Fast forward seven years .....my body ached differently this time. I could barley get off a couch, every joint in my body ached beyond the pain I knew. I was stiff, swollen and in agony. Surprise, another specialist visit which I was diagnosed with severe RA. I burst into tears not me not again, I just cant do this anymore were my thoughts. I never actually knew what RA was, but to be diagnosed with another condition I just couldn't handle it. My Rumy is to me the most incredible, kind and caring DR. She discussed all the meds I was going to put on. I started with Methotrexate pills then had to change to injecting. After months and months of no success I was eventually given the option of being one of the 1st here {in SA} to be on the trials for biologics. It was very daunting to me to start such a unknown journey , especially when you are given what can happen to you on them. I asked a family member of mine who is a Prof of Endocrinology please to guide me as I was actually now petrified to start a treatment that can cause cancer!!! She did some research for me. Her answer regarding the cancer, is that if there are cancer cells in your body they are there already. It will not cause cancer. Whilst I have been on numerous biologics, it has taken me years to find one that eventually started working.

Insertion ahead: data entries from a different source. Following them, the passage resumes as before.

#[cfg(test)]
mod tests {
    use super::*;
    use crate::codecs::CodecId;
    use crate::quantize::{QuantizedIndex, QuantizedTerm, Quantum};
    use crate::serialise::{IndexWriter, VocabFormat};
    use tempfile::tempdir;

    /// Term "alpha" has impact 8 over {1,3,5}; "beta" impact 4 over {3,5,7}.
    fn two_term_fixture() -> QuantizedIndex {
        QuantizedIndex {
            terms: vec![
                QuantizedTerm {
                    term: "alpha".into(),
                    quanta: vec![Quantum { impact: 8, docids: vec![1, 3, 5] }],
                },
                QuantizedTerm {
                    term: "beta".into(),
                    quanta: vec![Quantum { impact: 4, docids: vec![3, 5, 7] }],
                },
            ],
            primary_keys: (1..=8).map(|i| format!("doc-{i}")).collect(),
        }
    }

    fn open(codec: CodecId, fixture: &QuantizedIndex) -> (tempfile::TempDir, Index) {
        let dir = tempdir().unwrap();
        IndexWriter::new(dir.path(), codec, VocabFormat::V1)
            .write(fixture)
            .unwrap();
        let index = Index::open(dir.path()).unwrap();
        (dir, index)
    }

    fn terms(list: &[&str]) -> Vec<String> {
        list.iter().map(|s| s.to_string()).collect()
    }

    #[test]
    fn two_term_query_accumulates_and_ranks() {
        for codec in [CodecId::VariableByte, CodecId::Simple8b, CodecId::QmxD4] {
            let (_dir, index) = open(codec, &two_term_fixture());
            let mut context = Context::new(&index, 3);
            let result = context
                .search(&index, &terms(&["alpha", "beta"]), &SearchOptions::default())
                .unwrap();

            let hits: Vec<(u32, u16)> = result.hits.iter().map(|h| (h.docid, h.score)).collect();
            assert_eq!(hits, vec![(3, 12), (5, 12), (1, 8)], "codec {codec:?}");
            assert_eq!(result.postings_processed, 6);
        }
    }

    #[test]
    fn fourth_hit_is_the_low_scorer() {
        let (_dir, index) = open(CodecId::VariableByte, &two_term_fixture());
        let mut context = Context::new(&index, 4);
        let result = context
            .search(&index, &terms(&["alpha", "beta"]), &SearchOptions::default())
            .unwrap();
        let hits: Vec<(u32, u16)> = result.hits.iter().map(|h| (h.docid, h.score)).collect();
        assert_eq!(hits, vec![(3, 12), (5, 12), (1, 8), (7, 4)]);
    }

    #[test]
    fn missing_terms_produce_empty_output() {
        let (_dir, index) = open(CodecId::VariableByte, &two_term_fixture());
        let mut context = Context::new(&index, 10);
        let result = context
            .search(
                &index,
                &terms(&["aardvark", "unicornicopia"]),
                &SearchOptions::default(),
            )
            .unwrap();
        assert!(result.hits.is_empty());
        assert_eq!(result.postings_processed, 0);
    }

    #[test]
    fn anytime_budget_stops_after_first_quantum() {
        let (_dir, index) = open(CodecId::VariableByte, &two_term_fixture());
        let mut context = Context::new(&index, 10);
        let options = SearchOptions {
            mode: Mode::Anytime { budget: 3 },
            ..Default::default()
        };
        let result = context
            .search(&index, &terms(&["alpha", "beta"]), &options)
            .unwrap();
        // Only the impact-8 quantum fits the budget.
        assert_eq!(result.postings_processed, 3);
        assert_eq!(result.quanta_processed, 1);
        let hits: Vec<(u32, u16)> = result.hits.iter().map(|h| (h.docid, h.score)).collect();
        assert_eq!(hits, vec![(1, 8), (3, 8), (5, 8)]);
    }

    #[test]
    fn infinite_budget_equals_exhaustive() {
        let (_dir, index) = open(CodecId::VariableByte, &two_term_fixture());
        let mut context = Context::new(&index, 5);
        let anytime = context
            .search(
                &index,
                &terms(&["alpha", "beta"]),
                &SearchOptions { mode: Mode::Anytime { budget: u64::MAX }, ..Default::default() },
            )
            .unwrap();
        let exhaustive = context
            .search(
                &index,
                &terms(&["alpha", "beta"]),
                &SearchOptions {
                    mode: Mode::Exhaustive { early_exit: false },
                    ..Default::default()
                },
            )
            .unwrap();
        assert_eq!(anytime.hits, exhaustive.hits);
        assert_eq!(anytime.postings_processed, exhaustive.postings_processed);
    }

    /// A randomized schedule against a brute-force Σ-impacts reference.
    #[test]
    fn matches_brute_force_reference() {
        let fixture = QuantizedIndex {
            terms: vec![
                QuantizedTerm {
                    term: "a".into(),
                    quanta: vec![
                        Quantum { impact: 9, docids: vec![2, 11, 17] },
                        Quantum { impact: 5, docids: vec![1, 7, 9, 19] },
                        Quantum { impact: 1, docids: vec![4, 5, 6, 8] },
                    ],
                },
                QuantizedTerm {
                    term: "b".into(),
                    quanta: vec![
                        Quantum { impact: 7, docids: vec![7, 11] },
                        Quantum { impact: 2, docids: vec![1, 2, 3, 17, 20] },
                    ],
                },
                QuantizedTerm {
                    term: "c".into(),
                    quanta: vec![Quantum { impact: 3, docids: vec![5, 11, 19] }],
                },
            ],
            primary_keys: (1..=20).map(|i| format!("d{i}")).collect(),
        };

        // Reference: sum impacts per document across all three terms.
        let mut reference = vec![0u16; 21];
        for term in &fixture.terms {
            for quantum in &term.quanta {
                for &docid in &quantum.docids {
                    reference[docid as usize] += quantum.impact;
                }
            }
        }
        let mut expected: Vec<(u32, u16)> = (1..=20)
            .filter(|&d| reference[d as usize] > 0)
            .map(|d| (d, reference[d as usize]))
            .collect();
        expected.sort_by(|a, b| b.1.cmp(&a.1).then(a.0.cmp(&b.0)));
        expected.truncate(5);

        for codec in [CodecId::VariableByte, CodecId::EliasGammaSimdVb, CodecId::Qmx] {
            let (_dir, index) = open(codec, &fixture);
            let mut context = Context::new(&index, 5);
            let result = context
                .search(&index, &terms(&["a", "b", "c"]), &SearchOptions::default())
                .unwrap();
            let hits: Vec<(u32, u16)> = result.hits.iter().map(|h| (h.docid, h.score)).collect();
            assert_eq!(hits, expected, "codec {codec:?}");
        }
    }

    #[test]
    fn early_exit_matches_exhaustive_ranking() {
        // A huge leading impact and a trail of tiny quanta invite an exit.
        let fixture = QuantizedIndex {
            terms: vec![
                QuantizedTerm {
                    term: "big".into(),
                    quanta: vec![Quantum { impact: 900, docids: vec![4] }],
                },
                QuantizedTerm {
                    term: "small".into(),
                    quanta: vec![
                        Quantum { impact: 2, docids: vec![1, 2] },
                        Quantum { impact: 1, docids: vec![3, 5, 6] },
                    ],
                },
            ],
            primary_keys: (1..=6).map(|i| format!("d{i}")).collect(),
        };
        let (_dir, index) = open(CodecId::VariableByte, &fixture);
        let mut context = Context::new(&index, 1);
        let lazy = context
            .search(&index, &terms(&["big", "small"]), &SearchOptions::default())
            .unwrap();
        let full = context
            .search(
                &index,
                &terms(&["big", "small"]),
                &SearchOptions {
                    mode: Mode::Exhaustive { early_exit: false },
                    ..Default::default()
                },
            )
            .unwrap();
        assert_eq!(lazy.hits, full.hits);
        assert!(lazy.early_terminated);
        assert!(lazy.postings_processed < full.postings_processed);
    }

    #[test]
    fn epoch_table_context_agrees() {
        let (_dir, index) = open(CodecId::VariableByte, &two_term_fixture());
        let mut dirty = Context::new(&index, 3);
        let mut epoch = Context::with_epoch_table(&index, 3);
        let query = terms(&["alpha", "beta"]);
        let a = dirty.search(&index, &query, &SearchOptions::default()).unwrap();
        let b = epoch.search(&index, &query, &SearchOptions::default()).unwrap();
        assert_eq!(a.hits, b.hits);
    }

    #[test]
    fn contexts_reset_between_queries() {
        let (_dir, index) = open(CodecId::VariableByte, &two_term_fixture());
        let mut context = Context::new(&index, 3);
        let first = context
            .search(&index, &terms(&["alpha", "beta"]), &SearchOptions::default())
            .unwrap();
        let again = context
            .search(&index, &terms(&["alpha", "beta"]), &SearchOptions::default())
            .unwrap();
        assert_eq!(first.hits, again.hits);

        let beta_only = context
            .search(&index, &terms(&["beta"]), &SearchOptions::default())
            .unwrap();
        let hits: Vec<(u32, u16)> = beta_only.hits.iter().map(|h| (h.docid, h.score)).collect();
        assert_eq!(hits, vec![(3, 4), (5, 4), (7, 4)]);
    }

    #[test]
    fn query_line_parsing() {
        let tokenizer = Tokenizer::default();
        let parsed = parse_query_line("701 Hello, world hello", &tokenizer, None).unwrap();
        assert_eq!(parsed.0, "701");
        assert_eq!(parsed.1, vec!["hello", "world"]);

        assert!(parse_query_line("   ", &tokenizer, None).is_none());

        let porter = Porter;
        let parsed = parse_query_line("9 cats cat", &tokenizer, Some(&porter)).unwrap();
        assert_eq!(parsed.1, vec!["cat"]);
    }

    #[test]
    fn trec_run_format() {
        let (_dir, index) = open(CodecId::VariableByte, &two_term_fixture());
        let mut context = Context::new(&index, 2);
        let result = context
            .search(&index, &terms(&["alpha", "beta"]), &SearchOptions::default())
            .unwrap();
        let mut out = Vec::new();
        write_trec_run(&mut out, "42", &index, &result).unwrap();
        let text = String::from_utf8(out).unwrap();
        assert_eq!(text, "42 Q0 doc-3 1 12 jass\n42 Q0 doc-5 2 12 jass\n");
    }
}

I am on Actemera at present and its working well. I will most probably be having to change my biologic as I had a back op about 3 years ago and apparently I have arthritis in my back/hip. Actemera is not suitable for assisting with that.
Unfortunately I am a Murphy's Law person. From the all the meds, my body want satisfied with RA and Fibro it decided they needed a little friend called Lupus, it's very mild but shows up when tested. I have an incredible neurologist that I have been with forever. He put the biologics in a nutshell for me...I complained about them often to him and he said that if it wasn't for them I would be in a wheelchair by now. That put everything that day into perspective for me. I know I complain about being 10kg fatter, I have infusions every 28 days, yes there are so many things that are negative, but the most important thing that I have to be so thankful for is that I'm walking and to be thankful just for today. One step at a time and one day at a time
Here I am today and you know what I am actually ok. Yes I get tired, yes my pain is sometimes so unbearable. Yes I have major sleeping issues.Even with days staying in bed with no energy and the non relenting pain in every part of my body But you know what us Warriors we are resilient and we do survive.